Tax Queries By Jayesh Dadia Chartered Accountant
I am an individual and doing F and O activity (derivatives) at Nifty through a registered broker. For the financial year 2021-22 I have earned ₹ 40 lakhs from F and O activity. I was told that any gain on this activity is taxed as business income. Therefore, can I avail provision of Section 44AD of the IT Act and offer 6 per cent of ₹ 40 lakhs as deemed taxable profit?
F and O activity is not a business activity carried out by you. Under Section 43(5) of the IT Act, this activity is not considered as speculative transaction. Therefore, only for taxation, profit or loss earned on F and O activity can be considered as business income. However, it cannot be said that you are carrying out business activity within the meaning of Section 44AD of the IT Act. Therefore, on F and O profit, you can’t avail the benefit of Section 44AD of the IT Act.
I am a resident and an individual and have earned foreign income in the UK on which tax was deducted. As I am a resident in India I have to offer foreign income in my tax return. Will I get credit for the tax paid abroad and if yes, what is the procedure?
India has a Double Taxation Avoidance Treaty with the UK. Therefore, you are entitled credit for tax paid in the UK while offering foreign income in India. However, you have to file Form 67 electronically for availing foreign tax credit. This form needs to be filled properly. Note that in the absence of Form 67, the system will not give credit of foreign tax while processing your return. Rule 128 of IT Rules also clarifies working and claiming of foreign tax credit. There is no refund of foreign tax.
I have an investment in crypto currency. I was just told that now income arising on crypto currency is taxable. Can you explain what the provision is and how it works?
From April 1, 2022 any gain on sale or transfer of virtual digital asset (VDA) would be subject to tax at a flat rate of 30 per cent. VDA includes crypto currency and NFT and any other digital asset. Therefore, if you sell the crypto currency now, you have to pay Income Tax at a flat rate of 30% on profit. You cannot claim any expenses or allowances against such income, except the cost of acquisition i.e. purchase price. Thus, your taxable income would be the selling price minus the purchase price. If you have incurred any short-term or long-term loss, the same cannot be allowed to be set off against income arising on transfer of VDA.
Further, even if you incur loss on sale or transfer of VDA, the loss will not be available for set-off against any other income including income on sale of other VDAs. In other words, loss incurred on sale of VDA needs to be ignored. Even if you gift a VDA it is taxable in the hands of the one who donates it or the recipient. Further, under Section 194S of the Income Tax Act, a person responsible for making payment on transfer of VDA must deduct TDS at 1 per cent of the aggregate amount during the financial year if it exceeds ₹ 10,000 and ₹ 50,000 in case of a specified person.
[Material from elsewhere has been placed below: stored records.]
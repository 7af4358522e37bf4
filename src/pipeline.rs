use chrono::{DateTime, Utc};
use serde::{Deserialize, Serialize};
use std::sync::Arc;
use std::time::{Duration, Instant};
use tracing::{error, info, warn};

use crate::config::Config;
use crate::enrichment::EnrichmentGateway;
use crate::error::Result;
use crate::migration::{dedup_by_id, MigrationEngine, MigrationStats};
use crate::model::{CollectionKind, FilmRecord, RawFilmCandidate};
use crate::scraper::{select_candidates, FilmFeed};
use crate::store::{CollectionCounts, RecordStore};

/// Summary of one update run
#[derive(Debug, Clone, Serialize, Deserialize)]
#[serde(rename_all = "camelCase")]
pub struct UpdateReport {
    pub started_at: DateTime<Utc>,
    pub finished_at: DateTime<Utc>,
    /// Films in the new recent window
    pub recent: Vec<FilmRecord>,
    pub migration: MigrationStats,
    pub counts: CollectionCounts,
}

impl UpdateReport {
    pub fn with_imdb_id(&self) -> usize {
        self.recent.iter().filter(|film| film.has_imdb_id()).count()
    }

    pub fn with_poster(&self) -> usize {
        self.recent.iter().filter(|film| film.poster.is_some()).count()
    }
}

/// One scrape → enrich → migrate → persist run
pub struct UpdatePipeline {
    feed: Arc<dyn FilmFeed>,
    gateway: Arc<EnrichmentGateway>,
    store: Arc<RecordStore>,
    engine: MigrationEngine,
    min_rating: f32,
    max_films: usize,
    request_delay: Duration,
}

impl UpdatePipeline {
    pub fn new(
        config: &Config,
        feed: Arc<dyn FilmFeed>,
        gateway: Arc<EnrichmentGateway>,
        store: Arc<RecordStore>,
    ) -> Self {
        Self {
            feed,
            gateway,
            store,
            engine: MigrationEngine::from_config(&config.migration),
            min_rating: config.scraper.min_rating,
            max_films: config.scraper.max_films,
            request_delay: config.enrichment.request_delay(),
        }
    }

    /// Run the whole update
    ///
    /// Short and long are written before recent. Any failure aborts the run before
    /// recent is replaced, so the next run sees the same departures again and the
    /// dedup step makes the retry harmless.
    pub async fn run(&self) -> Result<UpdateReport> {
        let started_at = Utc::now();
        let start_time = Instant::now();

        let result = self.run_inner(started_at).await;

        match &result {
            Ok(report) => {
                info!("🎉 Update completed in {:.2}s", start_time.elapsed().as_secs_f64());
                info!("📦 recent: {}, short: {}, long: {}", report.counts.recent, report.counts.short, report.counts.long);
                info!(
                    "🔄 Films migrated: {}, duplicates removed: {}",
                    report.migration.migrated,
                    report.migration.duplicates_removed()
                );
            }
            Err(e) => {
                error!("❌ UPDATE FAILED: {}", e);
                if e.is_transient() {
                    info!("The failure looks transient, the next scheduled run will retry");
                }
            }
        }

        result
    }

    async fn run_inner(&self, started_at: DateTime<Utc>) -> Result<UpdateReport> {
        info!("━━━ STEP 1: SCRAPING ━━━");
        let candidates = self.feed.fetch_candidates().await?;
        let selected = select_candidates(candidates, self.min_rating, self.max_films)?;
        info!("🎯 Taking top {} films", selected.len());

        info!("━━━ STEP 2: ENRICHING ━━━");
        let recent = self.enrich_all(&selected).await;

        info!("━━━ STEP 3: MIGRATING OLD FILMS ━━━");
        let (migration, counts) = self.migrate_and_persist(&recent).await?;

        Ok(UpdateReport {
            started_at,
            finished_at: Utc::now(),
            recent,
            migration,
            counts,
        })
    }

    /// Enrich candidates one at a time, pausing between lookups
    pub async fn enrich_all(&self, candidates: &[RawFilmCandidate]) -> Vec<FilmRecord> {
        let mut enriched = Vec::with_capacity(candidates.len());

        for (i, candidate) in candidates.iter().enumerate() {
            info!("[{}/{}] {} ({}★)", i + 1, candidates.len(), candidate.name, candidate.rating);

            let record = self.gateway.enrich_candidate(candidate).await;
            info!(
                "   → {} | {} | {}min",
                record.id,
                record.year,
                record.runtime.unwrap_or(0)
            );
            enriched.push(record);

            if i + 1 < candidates.len() && !self.request_delay.is_zero() {
                tokio::time::sleep(self.request_delay).await;
            }
        }

        enriched
    }

    /// Migrate departures against a new recent window and persist everything
    ///
    /// Usable without the scrape step, e.g. to replay a saved window.
    pub async fn migrate_and_persist(
        &self,
        new_recent: &[FilmRecord],
    ) -> Result<(MigrationStats, CollectionCounts)> {
        migrate_window(&self.store, &self.engine, new_recent, self.max_films).await
    }
}

/// Read the current collections, migrate departures from `new_recent`, and write short, long, then recent
pub async fn migrate_window(
    store: &RecordStore,
    engine: &MigrationEngine,
    new_recent: &[FilmRecord],
    max_films: usize,
) -> Result<(MigrationStats, CollectionCounts)> {
    info!("📂 Reading existing files...");
    let snapshot = store.reload().await;
    let counts = snapshot.counts();
    info!("   recent: {} films", counts.recent);
    info!("   short: {} films", counts.short);
    info!("   long: {} films", counts.long);

    // Migrate against the same window that gets stored as recent
    let window: Vec<FilmRecord> = new_recent.iter().take(max_films).cloned().collect();
    if window.len() < new_recent.len() {
        warn!(
            "⚠️ New recent window has {} films, keeping the first {}",
            new_recent.len(),
            window.len()
        );
    }

    let outcome = engine.migrate(&snapshot.recent, &window, &snapshot.short, &snapshot.long);
    store.persist_migration(&outcome).await?;

    store.replace_recent(&window).await?;
    info!("✅ Saved {} with {} films", store.path_for(CollectionKind::Recent).display(), window.len());

    Ok((outcome.stats, store.snapshot().await.counts()))
}

/// Remove repeated ids from the short and long collections, returning how many went from each
pub async fn dedupe_collections(store: &RecordStore) -> Result<(usize, usize)> {
    let snapshot = store.reload().await;
    let mut removed = (0, 0);

    for kind in [CollectionKind::Short, CollectionKind::Long] {
        let films = snapshot.collection(kind);
        let unique = dedup_by_id(films.to_vec());
        let dropped = films.len() - unique.len();

        if dropped > 0 {
            store.write_collection(kind, &unique).await?;
            info!("🔍 {}: removed {} duplicate(s)", kind, dropped);
        }

        match kind {
            CollectionKind::Short => removed.0 = dropped,
            _ => removed.1 = dropped,
        }
    }

    if removed != (0, 0) {
        store.reload().await;
    }
    Ok(removed)
}

#[cfg(test)]
mod tests {
    use super::*;
    use crate::config::ConfigBuilder;
    use async_trait::async_trait;
    use tempfile::TempDir;

    struct StaticFeed(Vec<RawFilmCandidate>);

    #[async_trait]
    impl FilmFeed for StaticFeed {
        async fn fetch_candidates(&self) -> Result<Vec<RawFilmCandidate>> {
            Ok(self.0.clone())
        }
    }

    fn candidate(slug: &str, rating: f32) -> RawFilmCandidate {
        RawFilmCandidate {
            name: slug.to_string(),
            rating,
            slug: format!("/film/{}/", slug),
            page_url: String::new(),
            site_film_id: None,
        }
    }

    async fn pipeline(dir: &TempDir, films: Vec<RawFilmCandidate>) -> (UpdatePipeline, Arc<RecordStore>) {
        let config = ConfigBuilder::new()
            .with_data_dir(dir.path().to_path_buf())
            .with_request_delay_ms(0)
            .build();
        let store = Arc::new(RecordStore::open(config.storage.clone()).await);
        let pipeline = UpdatePipeline::new(
            &config,
            Arc::new(StaticFeed(films)),
            Arc::new(EnrichmentGateway::disabled()),
            store.clone(),
        );
        (pipeline, store)
    }

    #[tokio::test]
    async fn test_first_run_fills_recent_only() {
        let temp_dir = TempDir::new().unwrap();
        let (pipeline, store) = pipeline(&temp_dir, vec![candidate("a", 4.0), candidate("b", 3.5)]).await;

        let report = pipeline.run().await.unwrap();

        assert_eq!(report.recent.len(), 2);
        assert_eq!(report.migration.migrated, 0);
        assert_eq!(report.counts, CollectionCounts { recent: 2, short: 0, long: 0 });
        assert!(!temp_dir.path().join("films-short.json").exists());
        assert_eq!(store.read_collection(CollectionKind::Recent).await.len(), 2);
    }

    #[tokio::test]
    async fn test_departed_fallback_films_go_short() {
        let temp_dir = TempDir::new().unwrap();
        let (first, _) = pipeline(&temp_dir, vec![candidate("a", 4.0), candidate("b", 4.0)]).await;
        first.run().await.unwrap();

        let (second, store) = pipeline(&temp_dir, vec![candidate("c", 4.0), candidate("a", 4.0)]).await;
        let report = second.run().await.unwrap();

        assert_eq!(report.migration.migrated, 1);
        assert_eq!(report.migration.unknown_runtime, 1);
        let short = store.read_collection(CollectionKind::Short).await;
        assert_eq!(short.len(), 1);
        assert_eq!(short[0].id, "unknown__film_b_");
    }

    #[tokio::test]
    async fn test_zero_qualifying_keeps_recent() {
        let temp_dir = TempDir::new().unwrap();
        let (first, _) = pipeline(&temp_dir, vec![candidate("a", 4.0)]).await;
        first.run().await.unwrap();

        let (second, store) = pipeline(&temp_dir, vec![candidate("z", 1.0)]).await;
        assert!(second.run().await.is_err());

        let recent = store.read_collection(CollectionKind::Recent).await;
        assert_eq!(recent.len(), 1);
        assert_eq!(recent[0].id, "unknown__film_a_");
    }

    #[tokio::test]
    async fn test_dedupe_collections() {
        let temp_dir = TempDir::new().unwrap();
        let (_, store) = pipeline(&temp_dir, Vec::new()).await;
        let films = vec![
            FilmRecord::new("tt1", "A", "2001").with_runtime(90),
            FilmRecord::new("tt2", "B", "2002").with_runtime(80),
            FilmRecord::new("tt1", "A again", "2001").with_runtime(90),
        ];
        store.write_collection(CollectionKind::Short, &films).await.unwrap();

        assert_eq!(dedupe_collections(&store).await.unwrap(), (1, 0));
        let short = store.snapshot().await.short.clone();
        assert_eq!(short.len(), 2);
        assert_eq!(short[0].name, "A");

        assert_eq!(dedupe_collections(&store).await.unwrap(), (0, 0));
    }
}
I am an individual. During the current financial year I am likely to receive ₹ 1 crore as share of beneficiary from my family trust where I am one of the beneficiaries. I am also likely to receive substantial jewellery on account of dissolution of HUF. I am also likely to receive a residential house from the estate of my father who passed away recently. I want to know the tax implication in my hand.
If you are a beneficiary in a trust which has been filing its tax returns regularly and disclosing income and paying the taxes at the trust level, then on dissolution of the trust the amount received by the beneficiary is not subject to tax. Normally, when a beneficiary receives his or her share of wealth on dissolution of family trust, it is not subject to tax as the trust has already paid the taxes. Even on dissolution of an HUF, if the members of the HUF receive any assets such as jewellery, fixed deposits, etc., the assets or income are not subject to tax in the hands of the recipient who is a member of the HUF
Such income is exempt in the hands of members in view of the provision of Section 10(2) and Section 56(2)(x) of the IT Act. If you inherit any asset on the death of your father, there is no tax implication in your hand. Therefore, the residential house which you are likely to receive as distribution of assets of your father is not subject to any tax in your hand. However, if you sell the residential house subsequently, then there will be capital gain tax implication. However, you will be entitled to deduction of the indexed cost and other exemption under Sections 54 and 54F of the IT Act.